Seven of the nine Los Angeles firefighters injured when a compressed-natural-gas tank on a semi-truck tractor exploded in Wilmington have been released from the hospital, authorities said on Friday, Feb. 16.
The other two remained hospitalized.
One, a 37-year-old man and nine-year veteran of the Los Angeles Fire Department, was in the Los Angeles General Medical Center in stable-but-critical condition.
The other one was in the Harbor-UCLA Medical Center near Torrance, where all nine initially had been taken, for observation.
The seven released firefighters will get “ongoing treatment and support to begin the healing process,” the Fire Department said. “The types of injuries include burns, blunt trauma, shrapnel, concussion, and affects to hearing.”

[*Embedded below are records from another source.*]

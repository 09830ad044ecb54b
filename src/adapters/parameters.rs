//! CRD spec to rendering parameter transformation

use serde_json::{json, Value};
use tracing::debug;

use crate::crd::{Parameters, PodReloaderSpec, Unstructurable};
use crate::Result;

/// Rewrites a typed spec into the parameter tree consumed by rendering
pub trait ParameterTransformer<S> {
    fn transform_parameters(&self, namespace: &str, name: &str, spec: &S) -> Result<Parameters>;
}

/// Parameter transformer for PodReloader
#[derive(Clone, Copy, Debug, Default)]
pub struct PodReloaderTransformer;

impl PodReloaderTransformer {
    pub fn new() -> Self {
        Self
    }
}

impl ParameterTransformer<PodReloaderSpec> for PodReloaderTransformer {
    fn transform_parameters(
        &self,
        namespace: &str,
        name: &str,
        spec: &PodReloaderSpec,
    ) -> Result<Parameters> {
        let values = build_parameters(spec, name, &spec.image.pull_secret)?;

        debug!(
            namespace,
            name,
            keys = values.len(),
            "Transformed PodReloader parameters"
        );

        Ok(values)
    }
}

/// Convert a spec and apply the component parameter conventions
///
/// Sets `fullnameOverride`, externalizes a non-empty pull secret into
/// `imagePullSecrets` and strips the top-level `namespace`/`name` keys.
pub fn build_parameters<S: Unstructurable>(
    spec: &S,
    name: &str,
    pull_secret: &str,
) -> Result<Parameters> {
    let mut values = spec.to_unstructured()?;

    values.insert("fullnameOverride".to_string(), Value::String(name.to_string()));

    if !pull_secret.is_empty() {
        values.insert(
            "imagePullSecrets".to_string(),
            json!([{ "name": pull_secret }]),
        );
    }
    // pullSecret never stays inline, set or not
    if let Some(Value::Object(image)) = values.get_mut("image") {
        image.remove("pullSecret");
    }

    values.remove("namespace");
    values.remove("name");

    Ok(values)
}

/// Render a parameter tree as a values YAML document
pub fn to_values_yaml(parameters: &Parameters) -> Result<String> {
    Ok(serde_yaml::to_string(parameters)?)
}
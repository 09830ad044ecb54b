//! PodReloader Kubernetes Operator
//!
//! Main entry point for the operator. Sets up the Kubernetes client,
//! registers the PodReloader controller, and runs the reconciliation loop.

use kube::Client;
use tokio::signal;
use tracing::{error, info};
use tracing_subscriber::{layer::SubscriberExt, util::SubscriberInitExt, EnvFilter};

use pod_reloader_operator::{
    config::OperatorConfig,
    controllers::{pod_reloader_controller, Context},
};

#[tokio::main]
async fn main() -> anyhow::Result<()> {
    init_tracing();

    info!("Starting PodReloader Operator");

    let config = OperatorConfig::from_env()?;
    info!(
        "Configuration: namespace={}, reconcile_interval={:?}, error_requeue={:?}, field_manager={}",
        config.watch_namespace.as_deref().unwrap_or("all namespaces"),
        config.reconcile_interval,
        config.error_requeue,
        config.field_manager
    );

    let client = Client::try_default().await?;
    info!("Connected to Kubernetes API server");

    let context = Context::new(client, config);

    let controller_handle = tokio::spawn(pod_reloader_controller::run(context));

    tokio::select! {
        _ = controller_handle => {
            error!("PodReloader controller exited unexpectedly");
        }
        _ = shutdown_signal() => {
            info!("Received shutdown signal, stopping operator");
        }
    }

    info!("PodReloader Operator stopped");
    Ok(())
}

/// Initialize tracing subscriber
fn init_tracing() {
    let env_filter = EnvFilter::try_from_default_env()
        .unwrap_or_else(|_| EnvFilter::new("info,pod_reloader_operator=debug,kube=warn"));

    tracing_subscriber::registry()
        .with(env_filter)
        .with(tracing_subscriber::fmt::layer().json())
        .init();
}

/// Wait for shutdown signal (SIGTERM or SIGINT)
async fn shutdown_signal() {
    let ctrl_c = async {
        if let Err(e) = signal::ctrl_c().await {
            error!("Failed to install CTRL+C handler: {}", e);
            std::future::pending::<()>().await;
        }
    };

    #[cfg(unix)]
    let terminate = async {
        match signal::unix::signal(signal::unix::SignalKind::terminate()) {
            Ok(mut sigterm) => {
                sigterm.recv().await;
            }
            Err(e) => {
                error!("Failed to install SIGTERM handler: {}", e);
                std::future::pending::<()>().await;
            }
        }
    };

    #[cfg(not(unix))]
    let terminate = std::future::pending::<()>();

    tokio::select! {
        _ = ctrl_c => {
            info!("Received CTRL+C signal");
        }
        _ = terminate => {
            info!("Received SIGTERM signal");
        }
    }
}
//! Custom Resource Definitions for the PodReloader Operator

mod component;
mod pod_reloader;

pub use component::*;
pub use pod_reloader::*;

use kube::CustomResourceExt;

use crate::Result;

/// Generate CRD YAML manifests for all custom resources
pub fn generate_crds() -> Result<Vec<String>> {
    Ok(vec![serde_yaml::to_string(&PodReloader::crd())?])
}

#[cfg(test)]
mod tests {
    use super::*;

    #[test]
    fn crd_carries_replica_count_constraints() {
        let crds = generate_crds().unwrap();
        assert_eq!(crds.len(), 1);

        let crd = &crds[0];
        assert!(crd.contains("name: podreloaders.operator.podreloader.io"));
        assert!(crd.contains("replicaCount"));
        assert!(crd.contains("minimum: 1"));
        assert!(crd.contains("objectSelector"));
        assert!(crd.contains("namespaceSelector"));
        assert!(crd.contains("default: IfNotPresent"));
        assert!(crd.contains("minLength: 1"));
        assert!(crd.contains("parametersRef"));
    }
}
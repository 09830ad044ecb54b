//! Controller for PodReloader resources

use futures::StreamExt;
use kube::{
    runtime::{
        controller::{Action, Controller},
        finalizer::{finalizer, Event},
        watcher::Config,
    },
    Api, ResourceExt,
};
use std::sync::Arc;
use tracing::{error, info, instrument, warn};

use crate::controllers::Context;
use crate::crd::{ObjectRef, PodReloader, State};
use crate::reconcilers::pod_reloader;
use crate::Error;

/// Finalizer name for cleanup
pub const FINALIZER: &str = "operator.podreloader.io/finalizer";

/// Run the PodReloader controller
pub async fn run(ctx: Arc<Context>) {
    let client = ctx.client.clone();
    let pod_reloaders: Api<PodReloader> = match &ctx.config.watch_namespace {
        Some(ns) => Api::namespaced(client, ns),
        None => Api::all(client),
    };

    info!(
        "Starting PodReloader controller (namespace: {})",
        ctx.config.watch_namespace.as_deref().unwrap_or("all namespaces")
    );

    Controller::new(pod_reloaders, Config::default().any_semantic())
        .shutdown_on_signal()
        .run(reconcile, error_policy, ctx)
        .for_each(|res| async move {
            match res {
                Ok(o) => info!("Reconciled {:?}", o),
                Err(e) => error!("Reconcile failed: {:?}", e),
            }
        })
        .await;

    info!("PodReloader controller stopped");
}

/// Reconcile a PodReloader resource
#[instrument(skip(pod_reloader, ctx), fields(name = %pod_reloader.name_any(), namespace = pod_reloader.namespace().unwrap_or_default()))]
async fn reconcile(pod_reloader: Arc<PodReloader>, ctx: Arc<Context>) -> Result<Action, Error> {
    let start = std::time::Instant::now();
    let ns = pod_reloader.namespace().unwrap_or_default();
    let name = pod_reloader.name_any();

    let pod_reloaders: Api<PodReloader> = Api::namespaced(ctx.client.clone(), &ns);

    let result = finalizer(&pod_reloaders, FINALIZER, pod_reloader, |event| async {
        match event {
            Event::Apply(pod_reloader) => apply(&pod_reloader, &ctx).await,
            Event::Cleanup(pod_reloader) => cleanup(&pod_reloader, &ctx).await,
        }
    })
    .await;

    let duration = start.elapsed().as_secs_f64();
    match &result {
        Ok(_) => info!(
            "Successfully reconciled {}/{} in {:.2}s",
            ns, name, duration
        ),
        Err(e) => error!("Failed to reconcile {}/{}: {:?}", ns, name, e),
    }

    Ok(result?)
}

/// Apply changes for a PodReloader
async fn apply(pod_reloader: &PodReloader, ctx: &Context) -> Result<Action, Error> {
    let ns = pod_reloader.namespace().unwrap_or_default();
    let name = pod_reloader.name_any();

    info!("Applying PodReloader {}/{}", ns, name);

    match publish(pod_reloader, ctx).await {
        Ok(published) => {
            pod_reloader::update_status(
                pod_reloader,
                &ctx.client,
                State::Ready,
                "Ready",
                &format!("Parameters published to ConfigMap {}", published),
            )
            .await?;
            Ok(Action::requeue(ctx.config.reconcile_interval))
        }
        Err(e) => {
            if let Err(status_err) = pod_reloader::update_status(
                pod_reloader,
                &ctx.client,
                State::Error,
                e.reason(),
                &e.to_string(),
            )
            .await
            {
                warn!(
                    "Failed to record error status for {}/{}: {}",
                    ns, name, status_err
                );
            }
            Err(e)
        }
    }
}

/// Validate, transform and publish the parameters of a PodReloader
///
/// Parameters published under a previous effective identity are removed once
/// the new ones are in place.
async fn publish(pod_reloader: &PodReloader, ctx: &Context) -> Result<ObjectRef, Error> {
    pod_reloader::validate(pod_reloader)?;

    let values_yaml = pod_reloader::render_parameters(pod_reloader, &ctx.transformer)?;

    let published = pod_reloader::reconcile_parameters(
        pod_reloader,
        &ctx.client,
        &ctx.config.field_manager,
        &values_yaml,
    )
    .await?;

    if let Some(stale) = pod_reloader::stale_parameters(pod_reloader) {
        info!("Effective identity changed, removing stale parameters {}", stale);
        pod_reloader::delete_parameters(&ctx.client, &stale).await?;
    }

    Ok(published)
}

/// Cleanup resources when a PodReloader is deleted
async fn cleanup(pod_reloader: &PodReloader, ctx: &Context) -> Result<Action, Error> {
    let ns = pod_reloader.namespace().unwrap_or_default();
    let name = pod_reloader.name_any();

    info!("Cleaning up PodReloader {}/{}", ns, name);

    if let Err(e) = pod_reloader::update_status(
        pod_reloader,
        &ctx.client,
        State::Deleting,
        "Deleting",
        "Removing published parameters",
    )
    .await
    {
        warn!("Failed to record deleting status for {}/{}: {}", ns, name, e);
    }

    // The parameters may live in another namespace, so owner references
    // cannot garbage-collect them.
    pod_reloader::delete_parameters(&ctx.client, &pod_reloader::parameters_ref(pod_reloader))
        .await?;
    if let Some(stale) = pod_reloader::stale_parameters(pod_reloader) {
        pod_reloader::delete_parameters(&ctx.client, &stale).await?;
    }

    Ok(Action::await_change())
}

/// Error policy for the controller
fn error_policy(pod_reloader: Arc<PodReloader>, err: &Error, ctx: Arc<Context>) -> Action {
    let ns = pod_reloader.namespace().unwrap_or_default();
    let name = pod_reloader.name_any();

    error!("Reconciliation error for {}/{}: {:?}", ns, name, err);

    match err {
        // Spec problems only clear when the resource changes
        Error::ValidationError(_) | Error::ConversionError(_) => {
            Action::requeue(ctx.config.reconcile_interval)
        }
        _ => Action::requeue(ctx.config.error_requeue),
    }
}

Just before 7 a.m. on Thursday, Feb. 15, 10 firefighters responded to the CNG-powered semi, which was on fire on the 1100 block of Alameda Street. The trucker had noticed something wrong with the rig and called 911.
Six minutes after they arrived, one of the truck’s two 100-pound CNG tanks exploded, sending a fireball as high as the overhead wires and causing a transformer to explode.
About 150 additional firefighters then arrived to help the wounded firefighters and put out the fire.
A firefighting robot applied water by remote control to cool the second tank as the gas continued to burn, officials said.
Debris had scattered to as far as 500 feet away.